=== Exercise description ===
What is wanted is every record, duplicated word for word.
__________
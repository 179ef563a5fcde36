//! Node lifecycle — wires the store, directory, bootstrap, scanners,
//! console, and peer server together.
//!
//! Startup order matters: bind first (port 0 resolves here), register
//! with the directory, fill the store (seed file or bootstrap), then
//! start the background tasks and accept peers. Any failure before the
//! accept loop is fatal; once accepting, a handler failure is contained
//! to its connection.

use std::sync::Arc;

use anyhow::{bail, Context, Result};
use tokio::net::TcpListener;

use cairn_core::config::{read_seed_file, NodeConfig};
use cairn_core::wire::BlockRequest;
use cairn_core::{ByteStore, BLOCK_LEN, DATA_SIZE};

use crate::console::injection_loop;
use crate::corrector::Corrector;
use crate::directory::DirectoryClient;
use crate::download::DownloadWorker;
use crate::queue::RequestQueue;
use crate::scan::scan_loop;
use crate::server::handle_peer;

/// A node that has completed startup: registered, store filled, scanners
/// and console running, listener bound. Call [`Node::serve`] to accept
/// peers.
pub struct Node {
    listener: TcpListener,
    port: u16,
    store: Arc<ByteStore>,
    corrector: Arc<Corrector>,
    directory: Arc<tokio::sync::Mutex<DirectoryClient>>,
}

impl Node {
    pub async fn start(config: NodeConfig) -> Result<Self> {
        let listener = TcpListener::bind(("0.0.0.0", config.node_port))
            .await
            .with_context(|| format!("failed to bind node port {}", config.node_port))?;
        let port = listener.local_addr()?.port();

        let seeded = match &config.data_file {
            Some(path) => {
                let seed = read_seed_file(path)?;
                tracing::info!(path = %path.display(), "loaded data from file");
                Some(ByteStore::from_bytes(&seed))
            }
            None => None,
        };
        let bootstrap_needed = seeded.is_none();
        let store = Arc::new(seeded.unwrap_or_default());

        let directory =
            DirectoryClient::register(&config.directory_host, config.directory_port, port)
                .await
                .context("failed to register with the directory")?;
        let directory = Arc::new(tokio::sync::Mutex::new(directory));
        let corrector = Arc::new(Corrector::new(store.clone(), directory.clone()));

        if bootstrap_needed {
            bootstrap(&directory, &store).await?;
        }

        for id in 0..config.scanners.max(2) {
            tokio::spawn(scan_loop(
                id,
                store.clone(),
                corrector.clone(),
                config.scan_interval,
            ));
        }
        tokio::spawn(injection_loop(store.clone()));

        tracing::info!(port, "ready, listening for node connections");
        Ok(Self {
            listener,
            port,
            store,
            corrector,
            directory,
        })
    }

    /// The resolved listening port (meaningful when the config said 0).
    pub fn port(&self) -> u16 {
        self.port
    }

    pub fn store(&self) -> Arc<ByteStore> {
        self.store.clone()
    }

    pub fn corrector(&self) -> Arc<Corrector> {
        self.corrector.clone()
    }

    /// Accept peers until ctrl-c. Handler failures are contained: the
    /// acceptor and the other handlers keep going.
    pub async fn serve(self) -> Result<()> {
        loop {
            tokio::select! {
                accepted = self.listener.accept() => {
                    match accepted {
                        Ok((stream, peer)) => {
                            tracing::debug!(%peer, "node connected");
                            tokio::spawn(handle_peer(
                                stream,
                                peer,
                                self.store.clone(),
                                self.corrector.clone(),
                            ));
                        }
                        Err(e) => tracing::warn!(error = %e, "accept failed"),
                    }
                }
                _ = tokio::signal::ctrl_c() => {
                    tracing::info!("shutting down, closing sockets");
                    self.directory.lock().await.close().await;
                    return Ok(());
                }
            }
        }
    }
}

/// Fill an empty store from the peers in the directory roster: one
/// download worker per peer, all draining a shared queue of block
/// requests. Fatal unless the queue fully drains.
async fn bootstrap(
    directory: &Arc<tokio::sync::Mutex<DirectoryClient>>,
    store: &Arc<ByteStore>,
) -> Result<()> {
    let peers = directory
        .lock()
        .await
        .nodes()
        .await
        .context("failed to fetch the peer roster")?;
    if peers.is_empty() {
        bail!("no peers available to bootstrap from");
    }

    let requests = (0..DATA_SIZE)
        .step_by(BLOCK_LEN)
        .map(|start| BlockRequest::new(start as i32, BLOCK_LEN as i32));
    let queue = Arc::new(RequestQueue::new(requests, peers.len()));
    tracing::info!(
        blocks = DATA_SIZE / BLOCK_LEN,
        peers = peers.len(),
        "bootstrapping store from peers"
    );

    for peer in peers {
        tokio::spawn(DownloadWorker::new(peer, queue.clone(), store.clone()).run());
    }

    queue.wait().await;
    if !queue.is_complete() {
        bail!("bootstrap failed: all download workers died with blocks left over");
    }
    tracing::info!("bootstrap complete");
    Ok(())
}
__________
=== Task answer ===
repository 179ef563a5fcde36
//! Node lifecycle — wires the store, directory, bootstrap, scanners,
//! console, and peer server together.
//!
//! Startup order matters: bind first (port 0 resolves here), register
//! with the directory, fill the store (seed file or bootstrap), then
//! start the background tasks and accept peers. Any failure before the
//! accept loop is fatal; once accepting, a handler failure is contained
//! to its connection.

use std::sync::Arc;

use anyhow::{bail, Context, Result};
use tokio::net::TcpListener;

use cairn_core::config::{read_seed_file, NodeConfig};
use cairn_core::wire::BlockRequest;
use cairn_core::{ByteStore, BLOCK_LEN, DATA_SIZE};

use crate::console::injection_loop;
use crate::corrector::Corrector;
use crate::directory::DirectoryClient;
use crate::download::DownloadWorker;
use crate::queue::RequestQueue;
use crate::scan::scan_loop;
use crate::server::handle_peer;

/// A node that has completed startup: registered, store filled, scanners
/// and console running, listener bound. Call [`Node::serve`] to accept
/// peers.
pub struct Node {
    listener: TcpListener,
    port: u16,
    store: Arc<ByteStore>,
    corrector: Arc<Corrector>,
    directory: Arc<tokio::sync::Mutex<DirectoryClient>>,
}

impl Node {
    pub async fn start(config: NodeConfig) -> Result<Self> {
        let listener = TcpListener::bind(("0.0.0.0", config.node_port))
            .await
            .with_context(|| format!("failed to bind node port {}", config.node_port))?;
        let port = listener.local_addr()?.port();

        let seeded = match &config.data_file {
            Some(path) => {
                let seed = read_seed_file(path)?;
                tracing::info!(path = %path.display(), "loaded data from file");
                Some(ByteStore::from_bytes(&seed))
            }
            None => None,
        };
        let bootstrap_needed = seeded.is_none();
        let store = Arc::new(seeded.unwrap_or_default());

        let directory =
            DirectoryClient::register(&config.directory_host, config.directory_port, port)
                .await
                .context("failed to register with the directory")?;
        let directory = Arc::new(tokio::sync::Mutex::new(directory));
        let corrector = Arc::new(Corrector::new(store.clone(), directory.clone()));

        if bootstrap_needed {
            bootstrap(&directory, &store).await?;
        }

        for id in 0..config.scanners.max(2) {
            tokio::spawn(scan_loop(
                id,
                store.clone(),
                corrector.clone(),
                config.scan_interval,
            ));
        }
        tokio::spawn(injection_loop(store.clone()));

        tracing::info!(port, "ready, listening for node connections");
        Ok(Self {
            listener,
            port,
            store,
            corrector,
            directory,
        })
    }

    /// The resolved listening port (meaningful when the config said 0).
    pub fn port(&self) -> u16 {
        self.port
    }

    pub fn store(&self) -> Arc<ByteStore> {
        self.store.clone()
    }

    pub fn corrector(&self) -> Arc<Corrector> {
        self.corrector.clone()
    }

    /// Accept peers until ctrl-c. Handler failures are contained: the
    /// acceptor and the other handlers keep going.
    pub async fn serve(self) -> Result<()> {
        loop {
            tokio::select! {
                accepted = self.listener.accept() => {
                    match accepted {
                        Ok((stream, peer)) => {
                            tracing::debug!(%peer, "node connected");
                            tokio::spawn(handle_peer(
                                stream,
                                peer,
                                self.store.clone(),
                                self.corrector.clone(),
                            ));
                        }
                        Err(e) => tracing::warn!(error = %e, "accept failed"),
                    }
                }
                _ = tokio::signal::ctrl_c() => {
                    tracing::info!("shutting down, closing sockets");
                    self.directory.lock().await.close().await;
                    return Ok(());
                }
            }
        }
    }
}

/// Fill an empty store from the peers in the directory roster: one
/// download worker per peer, all draining a shared queue of block
/// requests. Fatal unless the queue fully drains.
async fn bootstrap(
    directory: &Arc<tokio::sync::Mutex<DirectoryClient>>,
    store: &Arc<ByteStore>,
) -> Result<()> {
    let peers = directory
        .lock()
        .await
        .nodes()
        .await
        .context("failed to fetch the peer roster")?;
    if peers.is_empty() {
        bail!("no peers available to bootstrap from");
    }

    let requests = (0..DATA_SIZE)
        .step_by(BLOCK_LEN)
        .map(|start| BlockRequest::new(start as i32, BLOCK_LEN as i32));
    let queue = Arc::new(RequestQueue::new(requests, peers.len()));
    tracing::info!(
        blocks = DATA_SIZE / BLOCK_LEN,
        peers = peers.len(),
        "bootstrapping store from peers"
    );

    for peer in peers {
        tokio::spawn(DownloadWorker::new(peer, queue.clone(), store.clone()).run());
    }

    queue.wait().await;
    if !queue.is_complete() {
        bail!("bootstrap failed: all download workers died with blocks left over");
    }
    tracing::info!("bootstrap complete");
    Ok(())
}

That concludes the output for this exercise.